Description of the task:
Reproduce the line that contains "Sheet evaluation pipeline." and every line after it through the end of the records, exactly, with nothing added.

===== Extracted information =====

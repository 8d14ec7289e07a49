//! Sheet evaluation pipeline.
//!
//! This module wires the stages together for one sheet:
//! preprocess -> align -> grid -> classify -> score -> report.
//!
//! The algorithms live in their own modules (`crate::preprocess`,
//! `crate::align`, `crate::grid`, `crate::classify`, `crate::scoring`,
//! `crate::report`); the pipeline layer owns validation order, call order and
//! stage logging.

mod run;
#[cfg(test)]
mod tests;

pub(crate) use run::{run_sheet, validate_inputs};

=====

Exercise result:
//! Sheet evaluation pipeline.
//!
//! This module wires the stages together for one sheet:
//! preprocess -> align -> grid -> classify -> score -> report.
//!
//! The algorithms live in their own modules (`crate::preprocess`,
//! `crate::align`, `crate::grid`, `crate::classify`, `crate::scoring`,
//! `crate::report`); the pipeline layer owns validation order, call order and
//! stage logging.

mod run;
#[cfg(test)]
mod tests;

pub(crate) use run::{run_sheet, validate_inputs};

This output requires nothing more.